By Brian Hagberg
50th Space Wing Public Affairs
Schriever Air Force Base’s School Age Program recently caught the attention of the Colorado chapter of 4-H for its work in science, technology, engineering and mathematics projects.
Specifically, the program’s work with rockets earned it a photo spot on the Colorado State University 4-H (4hstemk12.colostate.edu) website.
“We thought rockets would be a great added program to the SAP,” said Mary Barkley, 50th Force Support Squadron flight chief. “We thought it was really appropriate because we are in space command.”
The photos were submitted to the website by Vanessa Tranel, Colorado 4-H military liaison, to help promote the 4-H military partnership, as well as the 4-H emphasis on STEM projects.
Tranel said the 4-H rocketry program helps youth learn the concepts of flight, design, motion, math and scientific inquiry through the use of hands-on experiments with different types of rockets.
The photos appearing on the website are from the launch of the third stage of the SAP’s rocket program. Youth began the rocket program, one of the SAP’s long-term projects, by building simple rockets made of straws and launching them using the pressure derived from a dropping weight.
“This was a long-term project for the SAP,” said Vicki Rygiel, School Age Program coordinator. “It’s been a long-term project explaining all the science behind (the rockets). We have 4-H curriculum explaining the reaction between baking soda and vinegar and another on how things move.”
The group progressed from simple straw launches to a more advanced propulsion system using PVC tubes, 2-liter plastic bottles and a paper tube. Rygiel brought in a pair of engineers from Lockheed Martin to present the curriculum, titled “Rockets to the Rescue,” which challenged youth to design a rocket capable of carrying a “payload” to a group of storm survivors stranded on an island.

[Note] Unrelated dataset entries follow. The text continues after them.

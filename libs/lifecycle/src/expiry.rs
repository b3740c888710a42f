use chrono::{NaiveDateTime, TimeDelta};
use db::BookingStatus;

use crate::{
	Actor,
	BookingView,
	InputError,
	InvalidState,
	LifecycleError,
	Transition,
	transition,
};

pub const DEFAULT_HOLD_MINUTES: i64 = 15;
pub const MAX_HOLD_EXTENSION_MINUTES: i64 = 60;

/// Whether the soft hold of a reserved booking ran out
///
/// Only a [`BookingStatus::SlotReserved`] booking can have a lapsed hold.
pub fn hold_lapsed<B>(booking: &B, now: NaiveDateTime) -> bool
where
	B: BookingView + ?Sized,
{
	booking.status() == BookingStatus::SlotReserved
		&& booking.expires_at().is_some_and(|expires_at| now > expires_at)
}

/// Whether a booking no longer holds its slot because its hold expired,
/// either recorded or not yet persisted
pub fn is_expired<B>(booking: &B, now: NaiveDateTime) -> bool
where
	B: BookingView + ?Sized,
{
	booking.status() == BookingStatus::SlotExpired || hold_lapsed(booking, now)
}

/// The status a caller should observe, with lapsed holds shown as expired
pub fn effective_status<B>(booking: &B, now: NaiveDateTime) -> BookingStatus
where
	B: BookingView + ?Sized,
{
	if hold_lapsed(booking, now) {
		BookingStatus::SlotExpired
	} else {
		booking.status()
	}
}

/// Whether a booking currently takes up a place in its slot
pub fn occupies_slot<B>(booking: &B, now: NaiveDateTime) -> bool
where
	B: BookingView + ?Sized,
{
	effective_status(booking, now).occupies_capacity()
}

/// The expiry transition for a booking whose hold lapsed, if any
pub fn settle<B>(booking: &B, now: NaiveDateTime) -> Option<Transition>
where
	B: BookingView + ?Sized,
{
	if !hold_lapsed(booking, now) {
		return None;
	}

	transition(booking, BookingStatus::SlotExpired, Actor::System, now).ok()
}

/// A freshly opened soft hold on a slot
#[derive(Clone, Copy, Debug, PartialEq, Eq)]
#[must_use]
pub struct Hold {
	expires_at: NaiveDateTime,
}

impl Hold {
	/// The status of a booking created from this hold
	pub fn status(&self) -> BookingStatus { BookingStatus::SlotReserved }

	pub fn expires_at(&self) -> NaiveDateTime { self.expires_at }
}

/// How long reservations stay on hold before they lapse
#[derive(Clone, Copy, Debug, PartialEq, Eq)]
pub struct ExpiryPolicy {
	hold_window: TimeDelta,
}

impl Default for ExpiryPolicy {
	fn default() -> Self {
		Self { hold_window: TimeDelta::minutes(DEFAULT_HOLD_MINUTES) }
	}
}

impl ExpiryPolicy {
	#[must_use]
	pub fn new(hold_window: TimeDelta) -> Self { Self { hold_window } }

	#[must_use]
	pub fn hold_window(&self) -> TimeDelta { self.hold_window }

	/// Open a new hold starting at `now`
	pub fn open_hold(&self, now: NaiveDateTime) -> Hold {
		Hold { expires_at: now + self.hold_window }
	}

	/// Push the expiry of a running hold back by `minutes`
	///
	/// # Errors
	/// Fails if `minutes` is out of range or the booking has no running hold
	pub fn extend<B>(
		&self,
		booking: &B,
		minutes: i64,
		now: NaiveDateTime,
	) -> Result<Transition, LifecycleError>
	where
		B: BookingView + ?Sized,
	{
		if !(1..=MAX_HOLD_EXTENSION_MINUTES).contains(&minutes) {
			return Err(InputError::Extension(minutes).into());
		}

		let current = effective_status(booking, now);

		if current != BookingStatus::SlotReserved {
			return Err(InvalidState {
				current,
				requested: BookingStatus::SlotReserved,
			}
			.into());
		}

		let base = booking.expires_at().unwrap_or(now);
		let expires_at = base + TimeDelta::minutes(minutes);

		Ok(Transition::new(
			BookingStatus::SlotReserved,
			BookingStatus::SlotReserved,
			Some(expires_at),
		))
	}
}
//! Middleware to authorize users and store session ids on the request objects

use std::pin::Pin;
use std::task::{Context, Poll};

use axum::RequestExt;
use axum::body::Body;
use axum::extract::Request;
use axum::http::Response;
use axum::response::IntoResponse;
use axum_extra::extract::PrivateCookieJar;
use common::{Error, TokenError};
use tower::{Layer, Service};
use uuid::Uuid;

use crate::AppState;
use crate::session::Session;

/// Middleware layer that guarantees a request has a valid access token and
/// associated session
///
/// If a valid session is found its ID is stored as an
/// [`Extension`](axum::Extension)
///
/// This layer does not extract any session data, controllers that need this
/// data should ask for a [`Session`] in their arguments
#[derive(Clone)]
pub struct AuthLayer {
	state: AppState,
}

impl AuthLayer {
	#[must_use]
	pub fn new(state: AppState) -> Self { Self { state } }
}

impl<S> Layer<S> for AuthLayer {
	type Service = AuthMiddleware<S>;

	fn layer(&self, inner: S) -> Self::Service {
		AuthMiddleware { inner, state: self.state.clone() }
	}
}

#[derive(Clone)]
pub struct AuthMiddleware<S> {
	inner: S,
	state: AppState,
}

impl<S> Service<Request<Body>> for AuthMiddleware<S>
where
	S: Service<Request, Response = Response<Body>> + Clone + Send + 'static,
	S::Future: Send + 'static,
{
	type Error = S::Error;
	type Future = Pin<
		Box<
			dyn Future<Output = Result<Self::Response, Self::Error>>
				+ Send
				+ 'static,
		>,
	>;
	type Response = S::Response;

	fn poll_ready(
		&mut self,
		cx: &mut Context<'_>,
	) -> Poll<Result<(), Self::Error>> {
		self.inner.poll_ready(cx)
	}

	#[instrument(skip_all)]
	fn call(&mut self, mut req: Request<Body>) -> Self::Future {
		let cloned_inner = self.inner.clone();
		let mut inner = std::mem::replace(&mut self.inner, cloned_inner);

		let state = self.state.clone();

		Box::pin(async move {
			let Ok(jar) =
				req.extract_parts_with_state::<PrivateCookieJar, _>(&state).await;

			let access_token = jar
				.get(&state.config.access_token_name)
				.and_then(|token| token.value().parse::<Uuid>().ok());

			let Some(session_id) = access_token else {
				info!("got request without valid access token");

				return Ok(
					Error::from(TokenError::MissingAccessToken).into_response()
				);
			};

			let mut r_conn = state.redis_connection;

			let exists = match Session::exists(session_id, &mut r_conn).await {
				Ok(s) => s,
				Err(e) => return Ok(e.into_response()),
			};

			if !exists {
				warn!("attempted to authorize unknown session {}", session_id);

				return Ok(
					Error::from(TokenError::MissingSession).into_response()
				);
			}

			req.extensions_mut().insert(session_id);

			inner.call(req).await
		})
	}
}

“Basically they had to move a pay load, which was a new vocabulary term for them,” Rygiel said. “They were challenged with the idea that they had to move a payload from one place to another.”
The Lockheed engineers served a dual purpose as they both assisted the youth with creating the rockets, and explained how the knowledge they gain through the rocket program can be applied to a real world career.
“We’re building all of these elements together to help the kids enrich their curriculum at school, enhance their base knowledge and, ultimately, to highlight career opportunities,” Rygiel said. “That’s why we brought in the Lockheed Martin engineers so they could see that there is a job connected to this.”
The photos used on the 4-H website show what happened when water was added to the mix. Youth used a bicycle pump to add air pressure to a 2-liter bottle filled with water. Once maximum pressure was reached, they would pull a rip cord to launch the bottle. The results were impressive, as the bottles traveled as far as 30 feet.
Rygiel said the program took the opportunity to tour the restricted area later that afternoon to provide another example of how the curriculum can lead to future career opportunities.
“A lot of these kids’ parents work in space command and it brings a reality of what their parents do,” she added.
4-H has funded a grant that allowed for the purchase of the rockets that will be used in the final stage of the program. The staged rockets will be built by program youth and have multiple “stages” the rockets will need to complete in order to perform a successful launch and flight. The SAP is waiting for final approval from safety and the base fire department before setting a launch date.
Rygiel said getting the grant allowed for the purchase of 35 staged rockets, which at $15 per rocket, is no small amount.
“In a time of budget restraints, that’s definitely a blessing to have those resources out there,” Barkley said.
The ultimate end goal for the rocket program is to allow SAP youth to enter their rockets into 4-H competition at the Colorado State Fair, Rygiel said. Only the staged rockets can be submitted for competition, and all submissions must include both the rocket and a scientific analysis of what the purpose of the rocket was, as well as, the specific measurements and dimensions of the rocket.
“It’s a goal to show the youth what we’re doing is not just a one-time experience,” Rygiel said. “It can be taken to multiple levels and they could get state or even national attention.”
Tranel added she would love for the kids to be able to participate in both the El Paso County Fair and Colorado State Fair 4-H Rocketry Fly Day competitions.
4-H has a formal partnership with the Air Force, Army, Navy, Guard and Reserves. The goal of the partnership is to provide safe, quality programs for youth on military bases and installations.
“I am very, very fortunate that my job is 100 percent dedicated to the 4-H military partnership,” Tranel said. “My position exists to strengthen our relationship and provide and enhance opportunities for military youth.”
The Schriever SAP is open to children ages 5-12, who have started kindergarten. Children of active duty military, reservists on active duty orders, Department of Defense appropriated and non-appropriated fund employees and contractors working on Schriever are eligible to attend. Before and after school care and daily school bus transportation is available to children attending Ellicott School District 22. Children residing in other districts are eligible for care on scheduled school closures and snow days. Registration information for the SAP’s summer program will be available later this month.